Copy each line of the listing below where the word "Ordering" turns up.

• _Exercise inputs_
++++++++++
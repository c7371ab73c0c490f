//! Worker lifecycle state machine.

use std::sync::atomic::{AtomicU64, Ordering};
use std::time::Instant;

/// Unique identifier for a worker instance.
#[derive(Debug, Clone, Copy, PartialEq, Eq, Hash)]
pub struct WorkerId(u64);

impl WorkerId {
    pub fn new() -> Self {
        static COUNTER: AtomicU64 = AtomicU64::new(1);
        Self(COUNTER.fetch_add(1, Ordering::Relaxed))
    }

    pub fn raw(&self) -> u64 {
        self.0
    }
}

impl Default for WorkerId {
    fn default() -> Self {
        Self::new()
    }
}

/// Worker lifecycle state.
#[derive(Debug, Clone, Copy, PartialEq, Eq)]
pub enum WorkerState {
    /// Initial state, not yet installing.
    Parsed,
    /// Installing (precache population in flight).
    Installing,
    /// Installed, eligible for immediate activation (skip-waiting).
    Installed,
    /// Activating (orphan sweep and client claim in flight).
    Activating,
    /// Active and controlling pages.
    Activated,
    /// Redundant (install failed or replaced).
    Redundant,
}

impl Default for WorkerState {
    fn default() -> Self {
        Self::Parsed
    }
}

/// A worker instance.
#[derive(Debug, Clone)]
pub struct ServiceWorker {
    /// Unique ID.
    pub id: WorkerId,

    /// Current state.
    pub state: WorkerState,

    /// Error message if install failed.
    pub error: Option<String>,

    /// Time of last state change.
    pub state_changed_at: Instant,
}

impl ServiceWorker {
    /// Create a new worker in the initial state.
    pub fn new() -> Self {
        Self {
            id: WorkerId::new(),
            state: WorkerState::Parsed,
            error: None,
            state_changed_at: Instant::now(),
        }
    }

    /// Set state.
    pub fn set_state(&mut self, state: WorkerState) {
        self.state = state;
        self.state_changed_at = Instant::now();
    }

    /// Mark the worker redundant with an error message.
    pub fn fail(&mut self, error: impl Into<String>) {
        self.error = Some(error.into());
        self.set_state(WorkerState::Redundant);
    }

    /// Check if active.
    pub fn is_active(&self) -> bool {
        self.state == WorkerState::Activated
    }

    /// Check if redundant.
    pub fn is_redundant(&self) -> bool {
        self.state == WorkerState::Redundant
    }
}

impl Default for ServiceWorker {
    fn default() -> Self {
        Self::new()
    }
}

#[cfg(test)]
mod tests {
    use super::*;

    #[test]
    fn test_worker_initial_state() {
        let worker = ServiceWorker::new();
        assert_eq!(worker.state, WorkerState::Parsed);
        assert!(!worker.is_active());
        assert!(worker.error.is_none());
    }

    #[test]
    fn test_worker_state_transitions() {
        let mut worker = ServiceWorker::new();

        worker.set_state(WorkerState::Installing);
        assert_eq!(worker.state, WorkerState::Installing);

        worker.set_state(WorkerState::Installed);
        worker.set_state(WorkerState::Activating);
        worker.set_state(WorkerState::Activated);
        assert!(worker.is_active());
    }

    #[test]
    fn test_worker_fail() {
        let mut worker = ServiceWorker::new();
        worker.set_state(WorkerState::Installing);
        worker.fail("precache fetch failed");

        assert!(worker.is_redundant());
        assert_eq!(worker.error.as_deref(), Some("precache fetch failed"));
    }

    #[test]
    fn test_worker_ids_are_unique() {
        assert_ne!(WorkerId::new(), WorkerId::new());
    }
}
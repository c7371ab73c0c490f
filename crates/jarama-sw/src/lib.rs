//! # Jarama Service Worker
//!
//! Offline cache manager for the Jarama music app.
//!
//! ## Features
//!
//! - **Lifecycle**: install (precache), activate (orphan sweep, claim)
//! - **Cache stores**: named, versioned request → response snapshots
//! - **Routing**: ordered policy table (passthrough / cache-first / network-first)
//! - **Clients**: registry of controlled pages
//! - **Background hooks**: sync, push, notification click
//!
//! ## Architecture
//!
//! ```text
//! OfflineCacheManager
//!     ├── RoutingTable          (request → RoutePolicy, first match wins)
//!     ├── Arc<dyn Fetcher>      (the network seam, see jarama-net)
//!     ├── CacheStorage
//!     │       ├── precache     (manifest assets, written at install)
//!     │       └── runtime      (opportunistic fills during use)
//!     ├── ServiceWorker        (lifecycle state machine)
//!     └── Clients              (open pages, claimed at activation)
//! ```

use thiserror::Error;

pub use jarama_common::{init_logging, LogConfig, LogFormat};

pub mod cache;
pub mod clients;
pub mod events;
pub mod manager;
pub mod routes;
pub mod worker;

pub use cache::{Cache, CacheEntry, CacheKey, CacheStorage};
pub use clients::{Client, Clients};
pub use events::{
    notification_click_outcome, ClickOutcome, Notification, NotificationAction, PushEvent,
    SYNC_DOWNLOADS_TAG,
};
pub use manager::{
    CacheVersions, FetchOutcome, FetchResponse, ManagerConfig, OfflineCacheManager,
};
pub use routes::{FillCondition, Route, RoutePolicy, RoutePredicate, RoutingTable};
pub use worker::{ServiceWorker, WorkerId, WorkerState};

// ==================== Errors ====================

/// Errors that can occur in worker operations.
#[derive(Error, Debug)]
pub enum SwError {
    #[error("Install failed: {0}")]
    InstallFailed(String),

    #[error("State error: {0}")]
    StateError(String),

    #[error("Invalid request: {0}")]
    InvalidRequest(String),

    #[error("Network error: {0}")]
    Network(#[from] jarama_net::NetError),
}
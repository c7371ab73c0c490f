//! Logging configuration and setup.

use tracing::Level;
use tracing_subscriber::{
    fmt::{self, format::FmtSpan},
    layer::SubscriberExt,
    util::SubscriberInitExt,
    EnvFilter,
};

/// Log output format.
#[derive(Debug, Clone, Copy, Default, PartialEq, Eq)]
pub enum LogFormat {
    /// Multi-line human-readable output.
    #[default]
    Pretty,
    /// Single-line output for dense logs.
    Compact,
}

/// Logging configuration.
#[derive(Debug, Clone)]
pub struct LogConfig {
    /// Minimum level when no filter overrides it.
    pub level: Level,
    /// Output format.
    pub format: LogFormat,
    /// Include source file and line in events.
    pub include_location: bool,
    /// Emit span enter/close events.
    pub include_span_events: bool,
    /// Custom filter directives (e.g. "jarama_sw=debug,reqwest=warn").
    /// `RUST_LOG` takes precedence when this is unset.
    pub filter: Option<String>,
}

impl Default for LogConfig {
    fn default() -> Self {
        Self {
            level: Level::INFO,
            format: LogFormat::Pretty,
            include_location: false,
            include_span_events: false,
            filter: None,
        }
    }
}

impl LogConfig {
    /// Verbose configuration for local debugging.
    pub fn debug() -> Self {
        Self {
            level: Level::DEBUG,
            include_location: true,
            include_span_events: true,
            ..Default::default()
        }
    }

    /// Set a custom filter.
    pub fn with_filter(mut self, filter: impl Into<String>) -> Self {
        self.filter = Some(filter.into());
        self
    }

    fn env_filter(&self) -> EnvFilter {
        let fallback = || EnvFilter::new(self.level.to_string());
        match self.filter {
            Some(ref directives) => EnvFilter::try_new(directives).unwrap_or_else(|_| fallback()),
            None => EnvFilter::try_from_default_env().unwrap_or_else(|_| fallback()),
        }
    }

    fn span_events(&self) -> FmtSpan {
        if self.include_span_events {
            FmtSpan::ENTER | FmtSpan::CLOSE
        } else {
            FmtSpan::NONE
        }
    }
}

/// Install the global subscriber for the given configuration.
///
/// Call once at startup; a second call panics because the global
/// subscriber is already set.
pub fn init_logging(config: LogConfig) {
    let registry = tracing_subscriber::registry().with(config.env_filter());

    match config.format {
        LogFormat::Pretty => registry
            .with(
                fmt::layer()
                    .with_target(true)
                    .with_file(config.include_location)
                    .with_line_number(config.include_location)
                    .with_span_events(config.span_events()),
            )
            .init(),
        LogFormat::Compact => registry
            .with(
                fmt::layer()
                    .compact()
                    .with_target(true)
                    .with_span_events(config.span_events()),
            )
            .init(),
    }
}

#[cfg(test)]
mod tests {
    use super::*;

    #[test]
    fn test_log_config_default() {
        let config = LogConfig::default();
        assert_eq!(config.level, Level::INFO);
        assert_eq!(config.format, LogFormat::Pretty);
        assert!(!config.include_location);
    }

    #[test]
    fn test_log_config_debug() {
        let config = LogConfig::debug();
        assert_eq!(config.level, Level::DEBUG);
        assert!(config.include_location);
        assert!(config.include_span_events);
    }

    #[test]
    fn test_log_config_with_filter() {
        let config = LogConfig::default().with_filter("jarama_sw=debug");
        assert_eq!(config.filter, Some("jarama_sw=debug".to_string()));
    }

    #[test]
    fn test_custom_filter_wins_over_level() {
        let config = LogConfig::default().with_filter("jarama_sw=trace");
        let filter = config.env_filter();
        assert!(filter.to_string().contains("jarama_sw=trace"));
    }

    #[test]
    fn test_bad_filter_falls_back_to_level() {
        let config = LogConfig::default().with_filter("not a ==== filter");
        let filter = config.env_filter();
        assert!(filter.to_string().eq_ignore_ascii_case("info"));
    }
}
++++++++++
• _Task result_
use std::sync::atomic::{AtomicU64, Ordering};
        Self(COUNTER.fetch_add(1, Ordering::Relaxed))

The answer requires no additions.